***** EXTRACTED MATERIAL
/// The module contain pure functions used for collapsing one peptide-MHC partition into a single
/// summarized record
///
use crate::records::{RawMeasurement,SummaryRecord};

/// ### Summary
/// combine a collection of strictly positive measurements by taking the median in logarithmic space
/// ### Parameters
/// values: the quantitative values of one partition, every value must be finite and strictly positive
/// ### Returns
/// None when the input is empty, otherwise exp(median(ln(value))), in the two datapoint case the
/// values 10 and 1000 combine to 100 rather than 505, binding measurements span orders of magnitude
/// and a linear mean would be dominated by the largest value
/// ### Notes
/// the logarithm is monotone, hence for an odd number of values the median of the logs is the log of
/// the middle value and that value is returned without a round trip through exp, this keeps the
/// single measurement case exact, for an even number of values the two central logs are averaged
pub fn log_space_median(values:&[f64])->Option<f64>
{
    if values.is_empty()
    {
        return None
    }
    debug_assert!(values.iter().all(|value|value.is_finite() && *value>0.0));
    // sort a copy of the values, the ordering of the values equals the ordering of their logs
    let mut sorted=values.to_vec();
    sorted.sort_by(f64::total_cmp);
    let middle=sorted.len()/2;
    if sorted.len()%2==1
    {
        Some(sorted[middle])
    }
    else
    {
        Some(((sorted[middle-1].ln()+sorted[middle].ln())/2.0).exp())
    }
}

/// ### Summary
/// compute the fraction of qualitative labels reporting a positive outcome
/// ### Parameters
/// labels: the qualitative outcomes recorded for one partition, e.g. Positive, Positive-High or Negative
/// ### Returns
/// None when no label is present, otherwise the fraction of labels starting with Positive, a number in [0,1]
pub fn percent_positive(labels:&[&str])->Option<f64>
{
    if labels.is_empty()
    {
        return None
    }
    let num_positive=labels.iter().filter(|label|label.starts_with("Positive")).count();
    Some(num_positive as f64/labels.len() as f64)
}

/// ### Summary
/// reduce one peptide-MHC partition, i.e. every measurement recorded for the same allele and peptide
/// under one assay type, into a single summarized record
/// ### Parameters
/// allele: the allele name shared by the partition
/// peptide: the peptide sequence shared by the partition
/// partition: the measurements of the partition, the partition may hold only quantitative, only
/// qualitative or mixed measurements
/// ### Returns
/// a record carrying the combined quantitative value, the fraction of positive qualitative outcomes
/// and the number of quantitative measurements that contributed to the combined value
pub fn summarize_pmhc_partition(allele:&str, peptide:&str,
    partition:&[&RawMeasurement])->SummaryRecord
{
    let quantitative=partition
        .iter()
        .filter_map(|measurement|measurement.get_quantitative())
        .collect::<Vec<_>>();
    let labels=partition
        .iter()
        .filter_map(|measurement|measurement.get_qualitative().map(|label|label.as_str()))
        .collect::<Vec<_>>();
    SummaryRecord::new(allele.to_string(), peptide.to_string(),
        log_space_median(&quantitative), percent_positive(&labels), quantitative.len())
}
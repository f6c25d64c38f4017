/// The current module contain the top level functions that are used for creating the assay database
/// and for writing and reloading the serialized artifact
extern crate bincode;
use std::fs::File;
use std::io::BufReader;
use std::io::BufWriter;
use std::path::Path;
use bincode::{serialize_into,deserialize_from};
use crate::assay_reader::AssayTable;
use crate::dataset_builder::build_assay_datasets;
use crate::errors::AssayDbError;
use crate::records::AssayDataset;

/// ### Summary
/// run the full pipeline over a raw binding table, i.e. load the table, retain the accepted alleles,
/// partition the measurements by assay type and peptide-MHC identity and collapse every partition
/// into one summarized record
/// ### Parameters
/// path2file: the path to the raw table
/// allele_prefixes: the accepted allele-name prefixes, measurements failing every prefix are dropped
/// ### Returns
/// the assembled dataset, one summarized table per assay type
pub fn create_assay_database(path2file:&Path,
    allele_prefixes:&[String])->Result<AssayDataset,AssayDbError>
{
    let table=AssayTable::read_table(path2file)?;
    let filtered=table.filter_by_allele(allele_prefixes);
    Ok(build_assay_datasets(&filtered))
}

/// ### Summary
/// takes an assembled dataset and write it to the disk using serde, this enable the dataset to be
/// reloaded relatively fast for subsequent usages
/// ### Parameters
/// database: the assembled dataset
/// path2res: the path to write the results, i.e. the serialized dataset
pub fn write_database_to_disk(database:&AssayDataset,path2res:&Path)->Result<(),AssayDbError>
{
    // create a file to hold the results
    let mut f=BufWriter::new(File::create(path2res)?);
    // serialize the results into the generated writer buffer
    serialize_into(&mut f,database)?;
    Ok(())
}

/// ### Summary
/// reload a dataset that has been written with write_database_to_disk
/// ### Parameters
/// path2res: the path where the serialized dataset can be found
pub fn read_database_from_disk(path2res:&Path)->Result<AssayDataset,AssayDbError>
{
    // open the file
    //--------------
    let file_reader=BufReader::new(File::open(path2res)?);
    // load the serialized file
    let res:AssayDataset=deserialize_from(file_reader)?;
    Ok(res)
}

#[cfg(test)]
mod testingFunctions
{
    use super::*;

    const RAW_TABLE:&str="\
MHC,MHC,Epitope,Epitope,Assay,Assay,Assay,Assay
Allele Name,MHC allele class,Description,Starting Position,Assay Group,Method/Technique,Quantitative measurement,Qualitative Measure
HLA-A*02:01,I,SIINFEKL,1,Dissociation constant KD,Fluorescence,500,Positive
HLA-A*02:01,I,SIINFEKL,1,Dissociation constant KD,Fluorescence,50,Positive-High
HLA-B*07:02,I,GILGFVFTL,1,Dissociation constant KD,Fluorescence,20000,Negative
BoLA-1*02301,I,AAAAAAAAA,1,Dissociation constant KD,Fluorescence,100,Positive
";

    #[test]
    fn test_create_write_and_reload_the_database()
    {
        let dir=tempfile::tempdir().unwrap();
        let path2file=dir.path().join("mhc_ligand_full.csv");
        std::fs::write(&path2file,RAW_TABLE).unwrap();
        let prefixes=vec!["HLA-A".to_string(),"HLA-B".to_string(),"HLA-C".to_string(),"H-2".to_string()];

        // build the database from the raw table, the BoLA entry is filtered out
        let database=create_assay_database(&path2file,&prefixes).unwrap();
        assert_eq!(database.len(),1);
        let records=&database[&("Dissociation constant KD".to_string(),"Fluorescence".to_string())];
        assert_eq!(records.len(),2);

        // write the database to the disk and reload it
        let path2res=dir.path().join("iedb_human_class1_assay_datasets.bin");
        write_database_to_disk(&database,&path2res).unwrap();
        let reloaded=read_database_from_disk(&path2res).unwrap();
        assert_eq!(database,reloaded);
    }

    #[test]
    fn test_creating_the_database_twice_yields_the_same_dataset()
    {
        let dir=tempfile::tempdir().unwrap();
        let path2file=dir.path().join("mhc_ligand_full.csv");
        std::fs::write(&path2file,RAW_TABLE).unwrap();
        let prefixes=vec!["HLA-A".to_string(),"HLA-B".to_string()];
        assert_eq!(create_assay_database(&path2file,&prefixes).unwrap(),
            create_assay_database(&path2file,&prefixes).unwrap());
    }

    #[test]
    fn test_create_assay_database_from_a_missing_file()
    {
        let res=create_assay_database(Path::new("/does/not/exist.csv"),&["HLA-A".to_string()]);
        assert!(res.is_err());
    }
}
**********
→ **WHAT YOU ARE ASKED TO DO**
Using the word "strictly" as the filter, copy each matching line from the material.

→ **SOLUTION FOR THIS TASK**
/// combine a collection of strictly positive measurements by taking the median in logarithmic space
/// values: the quantitative values of one partition, every value must be finite and strictly positive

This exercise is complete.